Por su parte, el Papa Francisco accedió al pontificado con la mayor naturalidad del mundo. No consideró que las circunstancias de su elección tuviesen un significado especial. Se le designó Papa en muy pocas votaciones, lo que prueba la eficacia del sistema electoral, el contacto constante entre los cardenales de todo el mundo, el común conocimiento y el idéntico sentido de las necesidades de la Iglesia que todos ellos poseen. Nada hizo el Colegio cardenalicio que significase una situación excepcional o condicionase de algún modo la elección. Y el nuevo Pontífice salió al balcón central de San Pedro del modo más sencillo, pronunció las palabras más sencillas, encandiló a todo el mundo con la más sencilla humildad y el más directo modo de presentarse, de ofrecerse a la Iglesia y de pedir la ayuda de los fieles para la misión que el Espíritu acababa de confiarle. Y luego ha seguido dirigiendo a la Iglesia también del modo más sencillo. Se manifiesta cada día a las miradas de todos los hombres, habla y enseña y se le entiende siempre, y se toma su tiempo. De lo que él tenga tiempo, lo hará; para lo que no le dé tiempo, otro Papa vendrá. Lo sabe y no se impacienta.

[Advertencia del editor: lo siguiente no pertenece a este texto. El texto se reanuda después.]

use std::path::PathBuf;
use std::sync::{Arc, Mutex};

use image::{Rgba, RgbaImage};
use newsframe_common::config::AppConfig;
use newsframe_common::error::{NewsframeError, NewsframeResult};
use newsframe_model::geometry::Size;
use newsframe_model::request::{AudioInput, Direction, RenderMode, RenderRequest, VideoOptions};
use newsframe_render_engine::export::{
    render_video, EncodeBackend, EncodeJob, EncodeStats, ExportProgress, ExportStage,
    FfmpegEncoder, ProgressCallback,
};
use newsframe_render_engine::frames::Frame;
use newsframe_render_engine::probe::Prober;
use newsframe_render_engine::{FontSet, ImageCompositor, PanScanRenderer};

const HEADLINE: &str =
    "Argentina venció a colombia y buscará su séptima corona sub20 en la final ante Marruecos";
const HIGHLIGHT: &str = "buscará su séptima corona sub20";

/// Counts frames instead of encoding them.
#[derive(Default)]
struct MemoryEncoder {
    indices: Vec<u64>,
    sizes: Vec<(u32, u32)>,
    skip_output: bool,
    unavailable: bool,
}

impl EncodeBackend for MemoryEncoder {
    fn encode(
        &mut self,
        job: &EncodeJob,
        frames: &mut dyn Iterator<Item = Frame>,
        progress: Option<&ProgressCallback>,
    ) -> NewsframeResult<EncodeStats> {
        let mut stats = EncodeStats::default();
        for frame in frames {
            self.indices.push(frame.index);
            self.sizes.push(frame.image.dimensions());
            stats.frames_written += 1;
            stats.bytes_written += frame.image.as_raw().len() as u64;
            if let Some(cb) = progress {
                cb(ExportProgress {
                    progress: stats.frames_written as f64 / job.frame_count as f64,
                    frames_rendered: stats.frames_written,
                    total_frames: job.frame_count,
                    eta_secs: 0.0,
                    stage: ExportStage::Encoding,
                });
            }
        }
        if !self.skip_output {
            std::fs::write(&job.output_path, format!("{} frames", stats.frames_written))?;
        }
        Ok(stats)
    }

    fn is_available(&self) -> bool {
        !self.unavailable
    }

    fn name(&self) -> &str {
        "memory"
    }
}

fn newsroom_photo() -> RgbaImage {
    RgbaImage::from_fn(1600, 900, |x, y| {
        Rgba([(x * 255 / 1599) as u8, (y * 255 / 899) as u8, 140, 255])
    })
}

fn video_request(options: VideoOptions) -> RenderRequest {
    RenderRequest::new(HEADLINE, HIGHLIGHT, newsroom_photo(), RenderMode::Video).with_video(options)
}

fn small_canvas_config() -> AppConfig {
    let mut config = AppConfig::default();
    config.render.video_width = 180;
    config.render.video_height = 320;
    config
}

#[test]
fn argentina_zoom_in_video_without_audio() {
    let dir = tempfile::tempdir().unwrap();
    let output = dir.path().join("argentina.mp4");
    let config = AppConfig::default();
    let fonts = FontSet::resolve(&config.fonts);
    let request = video_request(VideoOptions {
        direction: Direction::ZoomIn,
        duration_secs: 5.0,
        fps: 30,
        keep_aspect: true,
        audio: None,
    });

    let mut encoder = MemoryEncoder::default();
    let result = render_video(&request, &fonts, &config, &mut encoder, &output, None).unwrap();

    assert_eq!(result.mode, RenderMode::Video);
    assert_eq!(result.size, Size::new(1080, 1920));
    assert_eq!(result.frame_count, Some(150));
    assert_eq!(result.duration_secs, Some(5.0));
    assert!(!result.has_audio);
    assert_eq!(result.video_path(), Some(&output));
    assert!(output.exists());

    assert_eq!(encoder.indices, (0..150).collect::<Vec<u64>>());
    assert!(encoder.sizes.iter().all(|size| *size == (1080, 1920)));

    let summary = result.summary();
    assert_eq!(summary.dimensions, "1080x1920");

    // The highlight wraps, and every highlighted word is bold, in order.
    let renderer = PanScanRenderer::new(&request, &fonts, &config, 1).unwrap();
    let layout = &renderer.overlay().layout;
    let bold_lines = layout
        .lines
        .iter()
        .filter(|line| line.segments.iter().any(|segment| segment.bold))
        .count();
    assert!(bold_lines >= 2, "highlight fits on {bold_lines} line(s)");
    let bold_words: Vec<&str> = layout
        .lines
        .iter()
        .flat_map(|line| line.segments.iter())
        .filter(|segment| segment.bold)
        .flat_map(|segment| segment.text.split_whitespace())
        .collect();
    assert_eq!(bold_words, HIGHLIGHT.split_whitespace().collect::<Vec<_>>());
    assert_eq!(layout.text(), HEADLINE);
}

#[test]
fn argentina_instagram_still() {
    let config = AppConfig::default();
    let fonts = FontSet::resolve(&config.fonts);
    let request = RenderRequest::new(HEADLINE, HIGHLIGHT, newsroom_photo(), RenderMode::Instagram);

    let result = ImageCompositor::new(&fonts, &config)
        .compose(&request)
        .unwrap();
    assert_eq!(result.size, Size::new(1080, 1350));
    let image = result.as_image().unwrap();
    assert_eq!(image.dimensions(), (1080, 1350));
}

#[test]
fn audio_length_overrides_requested_duration() {
    let dir = tempfile::tempdir().unwrap();
    let output = dir.path().join("with-audio.mp4");
    let config = small_canvas_config();
    let request = video_request(VideoOptions {
        direction: Direction::LeftToRight,
        duration_secs: 5.0,
        fps: 30,
        keep_aspect: false,
        audio: Some(AudioInput {
            path: PathBuf::from("voice.mp3"),
            duration_secs: 23.11,
        }),
    });

    let mut encoder = MemoryEncoder::default();
    let result = render_video(
        &request,
        &FontSet::builtin(),
        &config,
        &mut encoder,
        &output,
        None,
    )
    .unwrap();

    assert_eq!(result.duration_secs, Some(23.11));
    assert_eq!(result.frame_count, Some(693));
    assert!(result.has_audio);
    assert_eq!(encoder.indices.len(), 693);
}

#[test]
fn progress_ends_complete() {
    let dir = tempfile::tempdir().unwrap();
    let output = dir.path().join("progress.mp4");
    let config = small_canvas_config();
    let request = video_request(VideoOptions {
        duration_secs: 1.0,
        fps: 12,
        ..VideoOptions::default()
    });

    let stages = Arc::new(Mutex::new(Vec::new()));
    let sink = Arc::clone(&stages);
    let progress: ProgressCallback = Box::new(move |report: ExportProgress| {
        sink.lock().unwrap().push(report.stage);
    });

    let mut encoder = MemoryEncoder::default();
    render_video(
        &request,
        &FontSet::builtin(),
        &config,
        &mut encoder,
        &output,
        Some(progress),
    )
    .unwrap();

    let stages = stages.lock().unwrap();
    assert_eq!(stages.first(), Some(&ExportStage::Preparing));
    assert_eq!(stages.last(), Some(&ExportStage::Complete));
    assert_eq!(
        stages.iter().filter(|s| **s == ExportStage::Encoding).count(),
        12
    );
}

#[test]
fn empty_artifact_is_an_encoding_error() {
    let dir = tempfile::tempdir().unwrap();
    let config = small_canvas_config();
    let request = video_request(VideoOptions {
        duration_secs: 1.0,
        fps: 5,
        ..VideoOptions::default()
    });

    let mut encoder = MemoryEncoder {
        skip_output: true,
        ..MemoryEncoder::default()
    };
    let err = render_video(
        &request,
        &FontSet::builtin(),
        &config,
        &mut encoder,
        &dir.path().join("missing.mp4"),
        None,
    )
    .unwrap_err();
    assert!(matches!(err, NewsframeError::Encoding { .. }));

    let mut unavailable = MemoryEncoder {
        unavailable: true,
        ..MemoryEncoder::default()
    };
    let err = render_video(
        &request,
        &FontSet::builtin(),
        &config,
        &mut unavailable,
        &dir.path().join("never.mp4"),
        None,
    )
    .unwrap_err();
    assert!(matches!(err, NewsframeError::Encoding { .. }));
    assert!(unavailable.indices.is_empty());
}

#[test]
fn missing_highlight_writes_nothing() {
    let dir = tempfile::tempdir().unwrap();
    let output = dir.path().join("never.mp4");
    let config = small_canvas_config();
    let mut request = video_request(VideoOptions::default());
    request.highlight = "Brasil".to_string();

    let mut encoder = MemoryEncoder::default();
    let err = render_video(
        &request,
        &FontSet::builtin(),
        &config,
        &mut encoder,
        &output,
        None,
    )
    .unwrap_err();
    assert!(matches!(err, NewsframeError::Layout { .. }));
    assert!(!output.exists());
    assert!(encoder.indices.is_empty());
}

#[test]
fn ffmpeg_round_trip_when_installed() {
    let config = small_canvas_config();
    let mut encoder = FfmpegEncoder::new(config.encoder.clone());
    let prober = Prober::new(config.encoder.ffprobe_bin.clone());
    if !encoder.is_available() || !prober.is_available() {
        eprintln!("ffmpeg/ffprobe not installed, skipping");
        return;
    }

    let dir = tempfile::tempdir().unwrap();
    let output = dir.path().join("real.mp4");
    let request = video_request(VideoOptions {
        direction: Direction::DiagonalTrBl,
        duration_secs: 2.0,
        fps: 10,
        ..VideoOptions::default()
    });

    let result = render_video(
        &request,
        &FontSet::builtin(),
        &config,
        &mut encoder,
        &output,
        None,
    )
    .unwrap();
    assert_eq!(result.frame_count, Some(20));

    let info = prober.probe(&output).unwrap();
    assert_eq!((info.width, info.height), (Some(180), Some(320)));
    let duration = info.duration_secs.unwrap();
    assert!((duration - 2.0).abs() < 0.25, "duration {duration}");
    assert!(!info.has_audio);
}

Se impacientan, ellos sí, los que vienen gritando que la Iglesia está podrida y la Santa Sede corrompida, y esperaban de Francisco que cogiera una escoba y empezara a barrer con estruendo y polvareda. Así se lograría lo que ellos pretenden: no que la Iglesia quede limpia, sino que se demuestre que está sucia. Pero el Papa no va a caer en esa trampa. Él no ha venido a satisfacer la inquina de los enemigos de Dios. Ya lo ha dicho varias veces: que todo lo que deba limpiarse se limpiará, no a golpes improvisados, sino tras estudios y análisis seguros; y ha empezado a hacerlo con calma y con prudencia. Si hay enfermedades, el diagnóstico y el remedio han de hacerse buscando el bien de la institución y la recuperación de los enfermos. Los que gritan otra cosa no aspiran al bien de la Iglesia, sino a destruirla. Y a eso no va a jugar el Papa, ni queremos que juegue a eso los que sabemos, desde los tiempos de Pedro, que los hombres somos débiles y poderosa en cambio la gracia de Dios.